Ulfat Ahmad Magray vs State (Now Ut) Thourhg Police on 15 May, 2026

                                                       S. No. 22
                                                       Regular Cause List
   IN THE HIGH COURT OF JAMMU & KASHMIR AND LADAKH
                      AT SRINAGAR

                              CrlA(S) No. 17/2025
ULFAT AHMAD MAGRAY                                  ...Appellant/Petitioner(s)
Through: Mr. Umar Rashid Wani, Advocate with
         Mr. Mubashir Bin Amin, Advocate
         Mr. Mohammad Ashraf Yatoo, Advocate
         Mr. Latief Ahmad Shah, Advocate
                               Vs.
STATE (NOW UT) THOURHG POLICE                               ...Respondent(s)
STATION KANGAN

Through: Mr. Waseem Gul, GA
CORAM:
    HON'BLE MR JUSTICE SANJAY PARIHAR, JUDGE
                                  ORDER

15.05.2026 CrlM No. 1710/2025

1. The appellant has challenged the judgment of conviction and order of sentence dated 06.10.2025 passed by the Court of Principal Sessions Judge, Ganderbal (Special Court for POCSO Cases), whereby he was convicted for offences punishable under Sections 376 and 506 IPC and Section 4 of the POCSO Act and sentenced to undergo imprisonment for a period of ten years. Pending disposal of the appeal, the appellant has sought suspension of sentence and grant of bail primarily on the ground that the impugned judgment is based upon improper appreciation of evidence and suffers from serious legal and factual infirmities.

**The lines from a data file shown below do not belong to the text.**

//! Alert engine client: fracture analysis over the RPC channel.

use std::sync::Arc;

use async_trait::async_trait;
use chrono::{DateTime, Utc};
use mirador_core::Result;
use serde::{Deserialize, Serialize};
use tracing::warn;

use crate::config::DynamicConfig;
use crate::rpc::{GetHealthRequest, GetHealthResponse, RpcChannel};
use crate::{EngineError, EngineHandle, EngineResult, Environment, HealthStatus};

const ENGINE_NAME: &str = "alert";
const SERVICE: &str = "alert.v1.AlertEngine";

/// A detected breakage candidate in a service's telemetry.
#[derive(Debug, Clone, Serialize, Deserialize)]
#[serde(rename_all = "camelCase")]
pub struct Fracture {
    pub id: String,
    pub service: String,
    pub metric: String,
    pub severity: String,
    pub score: f64,
    pub detected_at: DateTime<Utc>,
}

#[derive(Debug, Clone, Serialize, Deserialize)]
#[serde(rename_all = "camelCase")]
pub struct AnalyzeFracturesRequest {
    pub tenant_id: String,
    #[serde(default)]
    pub services: Vec<String>,
    pub window_minutes: i64,
}

#[derive(Debug, Clone, Default, Serialize, Deserialize)]
#[serde(rename_all = "camelCase")]
pub struct AnalyzeFracturesResponse {
    #[serde(default)]
    pub fractures: Vec<Fracture>,
}

#[derive(Debug, Clone, Serialize, Deserialize)]
#[serde(rename_all = "camelCase")]
pub struct GetFracturesRequest {
    pub tenant_id: String,
    #[serde(default)]
    pub service: String,
    #[serde(default)]
    pub limit: i64,
}

#[derive(Debug, Clone, Default, Serialize, Deserialize)]
#[serde(rename_all = "camelCase")]
pub struct GetFracturesResponse {
    #[serde(default)]
    pub fractures: Vec<Fracture>,
}

/// Capability interface for the Alert engine.
#[async_trait]
pub trait AlertEngine: Send + Sync {
    async fn analyze_fractures(
        &self,
        request: &AnalyzeFracturesRequest,
    ) -> EngineResult<AnalyzeFracturesResponse>;

    async fn get_fractures(
        &self,
        request: &GetFracturesRequest,
    ) -> EngineResult<GetFracturesResponse>;

    async fn health(&self) -> EngineResult<GetHealthResponse>;
}

/// RPC client for a live Alert engine.
pub struct AlertRpcClient {
    channel: RpcChannel,
}

impl AlertRpcClient {
    pub fn connect(endpoints: Vec<String>) -> EngineResult<Self> {
        Ok(Self {
            channel: RpcChannel::connect(endpoints)?,
        })
    }
}

#[async_trait]
impl AlertEngine for AlertRpcClient {
    async fn analyze_fractures(
        &self,
        request: &AnalyzeFracturesRequest,
    ) -> EngineResult<AnalyzeFracturesResponse> {
        self.channel
            .call(&format!("{SERVICE}/AnalyzeFractures"), request)
            .await
    }

    async fn get_fractures(
        &self,
        request: &GetFracturesRequest,
    ) -> EngineResult<GetFracturesResponse> {
        self.channel
            .call(&format!("{SERVICE}/GetFractures"), request)
            .await
    }

    async fn health(&self) -> EngineResult<GetHealthResponse> {
        self.channel
            .call(&format!("{SERVICE}/GetHealth"), &GetHealthRequest::default())
            .await
    }
}

/// No-op Alert client for development without a live engine.
pub struct NoopAlertEngine;

#[async_trait]
impl AlertEngine for NoopAlertEngine {
    async fn analyze_fractures(
        &self,
        request: &AnalyzeFracturesRequest,
    ) -> EngineResult<AnalyzeFracturesResponse> {
        warn!(tenant_id = %request.tenant_id, "alert engine not configured; analyze is a no-op");
        Err(EngineError::Unavailable("alert engine not configured".into()))
    }

    async fn get_fractures(
        &self,
        request: &GetFracturesRequest,
    ) -> EngineResult<GetFracturesResponse> {
        warn!(tenant_id = %request.tenant_id, "alert engine not configured; returning no fractures");
        Ok(GetFracturesResponse::default())
    }

    async fn health(&self) -> EngineResult<GetHealthResponse> {
        warn!("alert engine not configured; reporting healthy no-op");
        Ok(GetHealthResponse {
            status: "healthy".into(),
            version: "noop".into(),
        })
    }
}

/// Hot-reconfigurable holder for the active Alert client.
pub struct AlertManager {
    handle: EngineHandle<dyn AlertEngine>,
    config: Arc<dyn DynamicConfig>,
}

impl AlertManager {
    pub fn new(
        endpoints: &[String],
        environment: Environment,
        config: Arc<dyn DynamicConfig>,
    ) -> EngineResult<Self> {
        let client: Arc<dyn AlertEngine> = if endpoints.is_empty() {
            if environment == Environment::Production {
                return Err(EngineError::Unavailable(
                    "alert endpoints are required in production".into(),
                ));
            }
            warn!("no alert endpoints configured; using no-op client");
            Arc::new(NoopAlertEngine)
        } else {
            Arc::new(AlertRpcClient::connect(endpoints.to_vec())?)
        };
        Ok(Self {
            handle: EngineHandle::new(client),
            config,
        })
    }

    pub fn client(&self) -> Arc<dyn AlertEngine> {
        self.handle.get()
    }

    /// Persist a new endpoint and redial. RPC clients cannot retarget in
    /// place, so the channel is rebuilt; in-flight calls keep the old one.
    pub async fn update_endpoint(&self, tenant_id: &str, endpoint: &str) -> Result<()> {
        self.config
            .store_endpoint(tenant_id, ENGINE_NAME, endpoint)
            .await?;
        let client = AlertRpcClient::connect(vec![endpoint.to_string()])
            .map_err(mirador_core::CoreError::from)?;
        self.handle.swap(Arc::new(client));
        Ok(())
    }

    pub async fn health(&self) -> HealthStatus {
        match self.client().health().await {
            Ok(resp) if resp.is_healthy() => HealthStatus::healthy(ENGINE_NAME),
            Ok(resp) => HealthStatus::unhealthy(ENGINE_NAME, resp.status),
            Err(err) => HealthStatus::unhealthy(ENGINE_NAME, err.to_string()),
        }
    }
}

#[cfg(test)]
mod tests {
    use super::*;
    use wiremock::matchers::{body_partial_json, method, path};
    use wiremock::{Mock, MockServer, ResponseTemplate};

    #[tokio::test]
    async fn analyze_round_trip() {
        let server = MockServer::start().await;
        Mock::given(method("POST"))
            .and(path("/alert.v1.AlertEngine/AnalyzeFractures"))
            .and(body_partial_json(serde_json::json!({"tenantId": "t1"})))
            .respond_with(ResponseTemplate::new(200).set_body_json(serde_json::json!({
                "fractures": [{
                    "id": "f1",
                    "service": "checkout",
                    "metric": "error_rate",
                    "severity": "critical",
                    "score": 0.93,
                    "detectedAt": "2026-03-04T12:00:00Z"
                }]
            })))
            .mount(&server)
            .await;

        let client = AlertRpcClient::connect(vec![server.uri()]).unwrap();
        let resp = client
            .analyze_fractures(&AnalyzeFracturesRequest {
                tenant_id: "t1".into(),
                services: vec!["checkout".into()],
                window_minutes: 30,
            })
            .await
            .unwrap();
        assert_eq!(resp.fractures.len(), 1);
        assert_eq!(resp.fractures[0].severity, "critical");
    }

    #[tokio::test]
    async fn health_maps_status() {
        let server = MockServer::start().await;
        Mock::given(method("POST"))
            .and(path("/alert.v1.AlertEngine/GetHealth"))
            .respond_with(
                ResponseTemplate::new(200)
                    .set_body_json(serde_json::json!({"status": "healthy", "version": "1.4.2"})),
            )
            .mount(&server)
            .await;

        let client = AlertRpcClient::connect(vec![server.uri()]).unwrap();
        assert!(client.health().await.unwrap().is_healthy());
    }

    #[tokio::test]
    async fn noop_analyze_errors_and_reads_are_empty() {
        let noop = NoopAlertEngine;
        let analyze = noop
            .analyze_fractures(&AnalyzeFracturesRequest {
                tenant_id: "t1".into(),
                services: vec![],
                window_minutes: 5,
            })
            .await;
        assert!(matches!(analyze.unwrap_err(), EngineError::Unavailable(_)));

        let fractures = noop
            .get_fractures(&GetFracturesRequest {
                tenant_id: "t1".into(),
                service: String::new(),
                limit: 10,
            })
            .await
            .unwrap();
        assert!(fractures.fractures.is_empty());
    }
}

2. It has been contended that the prosecution case originated from FIR No. 24/2020 registered at Police Station Kangan on the complaint of the father of the prosecutrix alleging that the appellant had enticed away his minor daughter and subjected her to sexual intercourse. However, during the course of investigation, the prosecutrix herself stated before the Judicial Magistrate that she was the wife of the appellant and disclosed her age to be 20 years. The appellant submits that despite such categorical statement, the prosecution proceeded on CrlA(S) No. 17/2025 1|Page the assumption that the prosecutrix was below 18 years of age and the learned Trial Court ultimately recorded conviction under the provisions of the POCSO Act.

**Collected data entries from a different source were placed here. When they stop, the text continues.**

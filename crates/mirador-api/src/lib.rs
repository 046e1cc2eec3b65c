//! Mirador API
//!
//! HTTP surface of the control plane: schema catalog routes, KPI and
//! dashboard routes, RBAC administration, the permission-check endpoint,
//! engine reconfiguration, and the health/readiness/metrics probes.

pub mod config;
pub mod error;
pub mod handlers;
pub mod metrics;
pub mod state;
pub mod tenant;

use axum::middleware;
use axum::routing::get;
use axum::Router;
use tower_http::cors::CorsLayer;
use tower_http::trace::TraceLayer;

use crate::state::AppState;

/// Assemble the full router.
///
/// Tenant-scoped routes sit behind the tenant-resolution middleware;
/// global RBAC administration and the probes do not.
pub fn build_router(state: AppState) -> Router {
    let tenant_scoped = Router::new()
        .merge(handlers::schema::router())
        .merge(handlers::kpi::router())
        .merge(handlers::rbac::tenant_router())
        .merge(handlers::system::engine_router())
        .layer(middleware::from_fn(tenant::require_tenant_middleware));

    Router::new()
        .route("/health", get(handlers::system::health))
        .route("/ready", get(handlers::system::ready))
        .route("/metrics", get(metrics::metrics_handler))
        .merge(tenant_scoped)
        .merge(handlers::rbac::global_router())
        .layer(middleware::from_fn(metrics::track_metrics))
        .layer(middleware::from_fn(tenant::request_id_middleware))
        .layer(TraceLayer::new_for_http())
        .layer(CorsLayer::permissive())
        .with_state(state)
}
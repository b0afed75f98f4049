use crate::model::Direction;
use serde::{Deserialize, Serialize};
use std::path::PathBuf;

/// Everything the packer needs to know for one run. Built once, then handed to
/// [`crate::pack`] by reference and never mutated.
#[derive(Debug, Clone, Serialize, Deserialize)]
pub struct PackRequest {
    /// Directory the candidate files are resolved against. `None` means `.`.
    #[serde(default)]
    pub source_directory: Option<PathBuf>,
    /// File names in packing order, or a single entry naming a directory.
    pub candidate_files: Vec<String>,
    /// File name of the composite image. Never packed into itself.
    pub output_image_name: String,
    #[serde(default)]
    pub direction: Direction,
    /// Extensions (without dot, matched case-insensitively) treated as images.
    #[serde(default = "default_extensions")]
    pub extensions: Vec<String>,
    /// RGBA colour of the initial placeholder pixel and of uncovered areas.
    #[serde(default = "default_background")]
    pub background: [u8; 4],
    /// Measure source images concurrently when feature "parallel" is on.
    #[serde(default)]
    pub parallel: bool,
}

impl Default for PackRequest {
    fn default() -> Self {
        Self {
            source_directory: None,
            candidate_files: Vec::new(),
            output_image_name: "sprite.png".into(),
            direction: Direction::Down,
            extensions: default_extensions(),
            background: default_background(),
            parallel: false,
        }
    }
}

impl PackRequest {
    /// Create a fluent builder for `PackRequest`.
    pub fn builder() -> PackRequestBuilder {
        PackRequestBuilder::new()
    }

    /// Checks the fields that can be rejected without touching the filesystem.
    pub fn validate(&self) -> crate::error::Result<()> {
        use crate::error::SpriteError;

        if self.output_image_name.trim().is_empty() {
            return Err(SpriteError::Validation(
                "output image name must not be empty".into(),
            ));
        }
        if self.extensions.is_empty() {
            return Err(SpriteError::Validation(
                "at least one image extension is required".into(),
            ));
        }
        Ok(())
    }
}

fn default_extensions() -> Vec<String> {
    vec!["png".into()]
}
fn default_background() -> [u8; 4] {
    [255, 255, 255, 0]
}

/// Builder for `PackRequest` for ergonomic construction.
#[derive(Debug, Default, Clone)]
pub struct PackRequestBuilder {
    req: PackRequest,
}

impl PackRequestBuilder {
    pub fn new() -> Self {
        Self {
            req: PackRequest::default(),
        }
    }
    pub fn source_directory(mut self, v: impl Into<PathBuf>) -> Self {
        self.req.source_directory = Some(v.into());
        self
    }
    pub fn files<I, S>(mut self, files: I) -> Self
    where
        I: IntoIterator<Item = S>,
        S: Into<String>,
    {
        self.req.candidate_files = files.into_iter().map(Into::into).collect();
        self
    }
    pub fn output_image_name(mut self, v: impl Into<String>) -> Self {
        self.req.output_image_name = v.into();
        self
    }
    pub fn direction(mut self, v: Direction) -> Self {
        self.req.direction = v;
        self
    }
    pub fn extensions<I, S>(mut self, exts: I) -> Self
    where
        I: IntoIterator<Item = S>,
        S: Into<String>,
    {
        self.req.extensions = exts.into_iter().map(Into::into).collect();
        self
    }
    pub fn background(mut self, v: [u8; 4]) -> Self {
        self.req.background = v;
        self
    }
    pub fn parallel(mut self, v: bool) -> Self {
        self.req.parallel = v;
        self
    }
    pub fn build(self) -> PackRequest {
        self.req
    }
}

3. The appellant further submits that neither the complainant nor the prosecutrix supported the prosecution case during trial and that there was no evidence demonstrating forcible enticement, coercion, or deceit on his part. According to the appellant, the relationship between the parties was consensual in nature and matrimonial in character, particularly in view of the fact that the prosecutrix had been residing with him and two children were born out of the said relationship. It is argued that the learned Trial Court failed to properly appreciate these material circumstances while returning the finding of guilt.

4. A principal contention raised by the appellant pertains to the age of the prosecutrix. It is urged that the prosecution failed to conclusively establish that she was a minor at the relevant point of time. The appellant points out that no reliable birth certificate was produced by the prosecution and that the ossification test merely assessed the age of the prosecutrix to be around 17 years. According to the appellant, ossification tests are not conclusive proof of age and the settled legal position recognizes a permissible margin of error in such determination. It is therefore contended that the benefit arising out of such uncertainty ought to have been extended in favour of the appellant, particularly when the prosecutrix herself claimed to be major.

5. The appellant has also assailed the reliance placed by the Trial Court upon the DNA report. According to him, the DNA evidence merely establishes paternity of the child and cannot, by itself, constitute proof of an offence under the POCSO Act unless the minority of the prosecutrix is conclusively established. It is thus argued that the conviction recorded by the learned Trial Court is based upon perverse appreciation of evidence and raises substantial questions requiring consideration in appeal.

6. On these grounds, coupled with the fact that the appellant has remained in custody since the date of conviction and is stated to be the sole bread earner of the family, suspension of sentence and grant of bail during pendency of the appeal has been sought.

CrlA(S) No. 17/2025 2|Page

7. According to learned counsel for the appellant, the judgment is bad in the eyes of law and, thus, reliance has been placed upon 2018 SCC Online SC 1222, which was subsequently relied upon by the Delhi High Court in Court on Its Own Motion Vs. State of NCT of Delhi, Crl Ref. 02/2024.

8. Per contra, learned counsel for the respondent argued that the prosecution had succeeded in establishing the offence against the appellant and, therefore, he does not deserve the concession of bail, as the presumption of innocence already stands dispelled. It was further contended that the findings returned by the learned Trial Court do not require any kind of interference.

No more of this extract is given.